-- Task details --
All the entries below should be reproduced exactly.

Stored items from a collection
* * *

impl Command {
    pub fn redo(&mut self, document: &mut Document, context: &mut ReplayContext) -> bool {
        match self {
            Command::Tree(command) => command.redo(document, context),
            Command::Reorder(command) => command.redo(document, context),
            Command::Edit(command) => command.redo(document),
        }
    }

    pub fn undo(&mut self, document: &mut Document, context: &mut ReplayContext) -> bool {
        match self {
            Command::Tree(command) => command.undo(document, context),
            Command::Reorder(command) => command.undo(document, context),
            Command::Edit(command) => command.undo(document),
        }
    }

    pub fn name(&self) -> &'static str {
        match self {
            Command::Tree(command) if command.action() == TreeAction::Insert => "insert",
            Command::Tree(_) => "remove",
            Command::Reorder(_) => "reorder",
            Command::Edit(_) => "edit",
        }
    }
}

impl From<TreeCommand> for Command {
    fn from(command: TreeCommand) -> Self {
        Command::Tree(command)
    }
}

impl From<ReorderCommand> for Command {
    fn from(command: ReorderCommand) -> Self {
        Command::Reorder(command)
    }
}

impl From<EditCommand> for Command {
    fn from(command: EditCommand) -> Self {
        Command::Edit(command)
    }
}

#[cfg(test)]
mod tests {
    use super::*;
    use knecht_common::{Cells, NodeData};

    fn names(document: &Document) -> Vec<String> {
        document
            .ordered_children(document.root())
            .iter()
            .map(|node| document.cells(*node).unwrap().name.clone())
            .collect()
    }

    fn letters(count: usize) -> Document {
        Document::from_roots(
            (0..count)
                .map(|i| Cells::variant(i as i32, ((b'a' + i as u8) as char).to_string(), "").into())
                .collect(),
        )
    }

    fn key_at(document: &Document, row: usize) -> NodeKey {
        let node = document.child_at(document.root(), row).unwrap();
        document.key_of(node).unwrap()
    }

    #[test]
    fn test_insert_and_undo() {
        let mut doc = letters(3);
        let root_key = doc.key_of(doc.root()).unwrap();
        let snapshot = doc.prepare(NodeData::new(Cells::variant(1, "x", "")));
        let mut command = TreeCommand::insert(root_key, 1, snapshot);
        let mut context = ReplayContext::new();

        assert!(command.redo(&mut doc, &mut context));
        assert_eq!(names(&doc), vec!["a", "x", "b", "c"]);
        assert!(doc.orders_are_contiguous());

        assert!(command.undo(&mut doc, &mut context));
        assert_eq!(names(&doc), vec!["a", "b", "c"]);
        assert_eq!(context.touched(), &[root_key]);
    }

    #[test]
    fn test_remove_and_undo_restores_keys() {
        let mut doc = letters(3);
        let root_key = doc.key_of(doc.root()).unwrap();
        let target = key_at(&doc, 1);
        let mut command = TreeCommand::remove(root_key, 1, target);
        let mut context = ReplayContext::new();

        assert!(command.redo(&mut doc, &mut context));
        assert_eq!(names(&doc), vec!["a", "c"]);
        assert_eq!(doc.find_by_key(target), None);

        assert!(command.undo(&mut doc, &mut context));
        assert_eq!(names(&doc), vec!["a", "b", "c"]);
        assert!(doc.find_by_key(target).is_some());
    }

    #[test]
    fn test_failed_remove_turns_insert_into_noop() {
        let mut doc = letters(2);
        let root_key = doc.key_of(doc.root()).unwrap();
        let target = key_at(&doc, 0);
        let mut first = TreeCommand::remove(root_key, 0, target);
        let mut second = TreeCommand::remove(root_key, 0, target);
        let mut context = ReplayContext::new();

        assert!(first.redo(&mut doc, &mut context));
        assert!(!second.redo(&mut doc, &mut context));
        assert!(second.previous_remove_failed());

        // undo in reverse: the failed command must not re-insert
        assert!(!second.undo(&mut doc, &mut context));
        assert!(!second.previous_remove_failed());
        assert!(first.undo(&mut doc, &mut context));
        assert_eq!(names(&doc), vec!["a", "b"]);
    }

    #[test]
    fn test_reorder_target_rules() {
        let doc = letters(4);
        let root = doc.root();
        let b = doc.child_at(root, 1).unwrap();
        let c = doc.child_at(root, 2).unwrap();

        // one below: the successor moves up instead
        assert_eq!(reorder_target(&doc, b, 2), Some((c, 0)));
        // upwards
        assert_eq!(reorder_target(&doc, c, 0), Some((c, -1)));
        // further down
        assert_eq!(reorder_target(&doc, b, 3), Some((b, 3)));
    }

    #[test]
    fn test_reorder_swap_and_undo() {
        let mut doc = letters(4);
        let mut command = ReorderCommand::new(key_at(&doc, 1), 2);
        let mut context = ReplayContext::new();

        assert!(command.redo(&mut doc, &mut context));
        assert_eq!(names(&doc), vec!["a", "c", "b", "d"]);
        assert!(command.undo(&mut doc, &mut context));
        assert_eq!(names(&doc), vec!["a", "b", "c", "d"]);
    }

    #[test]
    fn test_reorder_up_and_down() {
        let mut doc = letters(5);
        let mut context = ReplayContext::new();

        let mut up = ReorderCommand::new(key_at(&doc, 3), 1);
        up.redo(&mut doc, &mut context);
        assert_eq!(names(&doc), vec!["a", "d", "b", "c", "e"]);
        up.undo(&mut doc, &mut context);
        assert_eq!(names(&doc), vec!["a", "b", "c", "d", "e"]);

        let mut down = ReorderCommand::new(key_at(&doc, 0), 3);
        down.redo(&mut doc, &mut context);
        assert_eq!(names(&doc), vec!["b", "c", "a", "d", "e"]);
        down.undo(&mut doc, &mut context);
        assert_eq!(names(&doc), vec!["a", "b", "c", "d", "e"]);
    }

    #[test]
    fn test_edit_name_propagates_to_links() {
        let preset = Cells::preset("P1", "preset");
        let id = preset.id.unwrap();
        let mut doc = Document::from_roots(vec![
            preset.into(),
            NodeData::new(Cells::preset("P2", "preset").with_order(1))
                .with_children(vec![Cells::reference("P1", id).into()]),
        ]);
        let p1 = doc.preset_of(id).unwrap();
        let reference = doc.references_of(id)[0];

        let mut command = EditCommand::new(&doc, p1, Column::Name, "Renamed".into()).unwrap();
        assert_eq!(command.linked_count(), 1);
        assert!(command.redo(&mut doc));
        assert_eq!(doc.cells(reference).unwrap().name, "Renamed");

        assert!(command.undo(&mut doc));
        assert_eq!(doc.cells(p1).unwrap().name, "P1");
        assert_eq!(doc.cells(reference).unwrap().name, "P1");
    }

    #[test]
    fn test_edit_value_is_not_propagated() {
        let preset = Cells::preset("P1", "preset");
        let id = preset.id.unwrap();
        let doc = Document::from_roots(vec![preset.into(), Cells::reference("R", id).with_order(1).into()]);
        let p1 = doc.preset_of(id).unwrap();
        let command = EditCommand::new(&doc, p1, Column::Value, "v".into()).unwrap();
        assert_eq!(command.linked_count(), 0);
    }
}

* * *

-- Exercise output --
impl Command {
    pub fn redo(&mut self, document: &mut Document, context: &mut ReplayContext) -> bool {
        match self {
            Command::Tree(command) => command.redo(document, context),
            Command::Reorder(command) => command.redo(document, context),
            Command::Edit(command) => command.redo(document),
        }
    }

    pub fn undo(&mut self, document: &mut Document, context: &mut ReplayContext) -> bool {
        match self {
            Command::Tree(command) => command.undo(document, context),
            Command::Reorder(command) => command.undo(document, context),
            Command::Edit(command) => command.undo(document),
        }
    }

    pub fn name(&self) -> &'static str {
        match self {
            Command::Tree(command) if command.action() == TreeAction::Insert => "insert",
            Command::Tree(_) => "remove",
            Command::Reorder(_) => "reorder",
            Command::Edit(_) => "edit",
        }
    }
}

impl From<TreeCommand> for Command {
    fn from(command: TreeCommand) -> Self {
        Command::Tree(command)
    }
}

impl From<ReorderCommand> for Command {
    fn from(command: ReorderCommand) -> Self {
        Command::Reorder(command)
    }
}

impl From<EditCommand> for Command {
    fn from(command: EditCommand) -> Self {
        Command::Edit(command)
    }
}

#[cfg(test)]
mod tests {
    use super::*;
    use knecht_common::{Cells, NodeData};

    fn names(document: &Document) -> Vec<String> {
        document
            .ordered_children(document.root())
            .iter()
            .map(|node| document.cells(*node).unwrap().name.clone())
            .collect()
    }

    fn letters(count: usize) -> Document {
        Document::from_roots(
            (0..count)
                .map(|i| Cells::variant(i as i32, ((b'a' + i as u8) as char).to_string(), "").into())
                .collect(),
        )
    }

    fn key_at(document: &Document, row: usize) -> NodeKey {
        let node = document.child_at(document.root(), row).unwrap();
        document.key_of(node).unwrap()
    }

    #[test]
    fn test_insert_and_undo() {
        let mut doc = letters(3);
        let root_key = doc.key_of(doc.root()).unwrap();
        let snapshot = doc.prepare(NodeData::new(Cells::variant(1, "x", "")));
        let mut command = TreeCommand::insert(root_key, 1, snapshot);
        let mut context = ReplayContext::new();

        assert!(command.redo(&mut doc, &mut context));
        assert_eq!(names(&doc), vec!["a", "x", "b", "c"]);
        assert!(doc.orders_are_contiguous());

        assert!(command.undo(&mut doc, &mut context));
        assert_eq!(names(&doc), vec!["a", "b", "c"]);
        assert_eq!(context.touched(), &[root_key]);
    }

    #[test]
    fn test_remove_and_undo_restores_keys() {
        let mut doc = letters(3);
        let root_key = doc.key_of(doc.root()).unwrap();
        let target = key_at(&doc, 1);
        let mut command = TreeCommand::remove(root_key, 1, target);
        let mut context = ReplayContext::new();

        assert!(command.redo(&mut doc, &mut context));
        assert_eq!(names(&doc), vec!["a", "c"]);
        assert_eq!(doc.find_by_key(target), None);

        assert!(command.undo(&mut doc, &mut context));
        assert_eq!(names(&doc), vec!["a", "b", "c"]);
        assert!(doc.find_by_key(target).is_some());
    }

    #[test]
    fn test_failed_remove_turns_insert_into_noop() {
        let mut doc = letters(2);
        let root_key = doc.key_of(doc.root()).unwrap();
        let target = key_at(&doc, 0);
        let mut first = TreeCommand::remove(root_key, 0, target);
        let mut second = TreeCommand::remove(root_key, 0, target);
        let mut context = ReplayContext::new();

        assert!(first.redo(&mut doc, &mut context));
        assert!(!second.redo(&mut doc, &mut context));
        assert!(second.previous_remove_failed());

        // undo in reverse: the failed command must not re-insert
        assert!(!second.undo(&mut doc, &mut context));
        assert!(!second.previous_remove_failed());
        assert!(first.undo(&mut doc, &mut context));
        assert_eq!(names(&doc), vec!["a", "b"]);
    }

    #[test]
    fn test_reorder_target_rules() {
        let doc = letters(4);
        let root = doc.root();
        let b = doc.child_at(root, 1).unwrap();
        let c = doc.child_at(root, 2).unwrap();

        // one below: the successor moves up instead
        assert_eq!(reorder_target(&doc, b, 2), Some((c, 0)));
        // upwards
        assert_eq!(reorder_target(&doc, c, 0), Some((c, -1)));
        // further down
        assert_eq!(reorder_target(&doc, b, 3), Some((b, 3)));
    }

    #[test]
    fn test_reorder_swap_and_undo() {
        let mut doc = letters(4);
        let mut command = ReorderCommand::new(key_at(&doc, 1), 2);
        let mut context = ReplayContext::new();

        assert!(command.redo(&mut doc, &mut context));
        assert_eq!(names(&doc), vec!["a", "c", "b", "d"]);
        assert!(command.undo(&mut doc, &mut context));
        assert_eq!(names(&doc), vec!["a", "b", "c", "d"]);
    }

    #[test]
    fn test_reorder_up_and_down() {
        let mut doc = letters(5);
        let mut context = ReplayContext::new();

        let mut up = ReorderCommand::new(key_at(&doc, 3), 1);
        up.redo(&mut doc, &mut context);
        assert_eq!(names(&doc), vec!["a", "d", "b", "c", "e"]);
        up.undo(&mut doc, &mut context);
        assert_eq!(names(&doc), vec!["a", "b", "c", "d", "e"]);

        let mut down = ReorderCommand::new(key_at(&doc, 0), 3);
        down.redo(&mut doc, &mut context);
        assert_eq!(names(&doc), vec!["b", "c", "a", "d", "e"]);
        down.undo(&mut doc, &mut context);
        assert_eq!(names(&doc), vec!["a", "b", "c", "d", "e"]);
    }

    #[test]
    fn test_edit_name_propagates_to_links() {
        let preset = Cells::preset("P1", "preset");
        let id = preset.id.unwrap();
        let mut doc = Document::from_roots(vec![
            preset.into(),
            NodeData::new(Cells::preset("P2", "preset").with_order(1))
                .with_children(vec![Cells::reference("P1", id).into()]),
        ]);
        let p1 = doc.preset_of(id).unwrap();
        let reference = doc.references_of(id)[0];

        let mut command = EditCommand::new(&doc, p1, Column::Name, "Renamed".into()).unwrap();
        assert_eq!(command.linked_count(), 1);
        assert!(command.redo(&mut doc));
        assert_eq!(doc.cells(reference).unwrap().name, "Renamed");

        assert!(command.undo(&mut doc));
        assert_eq!(doc.cells(p1).unwrap().name, "P1");
        assert_eq!(doc.cells(reference).unwrap().name, "P1");
    }

    #[test]
    fn test_edit_value_is_not_propagated() {
        let preset = Cells::preset("P1", "preset");
        let id = preset.id.unwrap();
        let doc = Document::from_roots(vec![preset.into(), Cells::reference("R", id).with_order(1).into()]);
        let p1 = doc.preset_of(id).unwrap();
        let command = EditCommand::new(&doc, p1, Column::Value, "v".into()).unwrap();
        assert_eq!(command.linked_count(), 0);
    }
}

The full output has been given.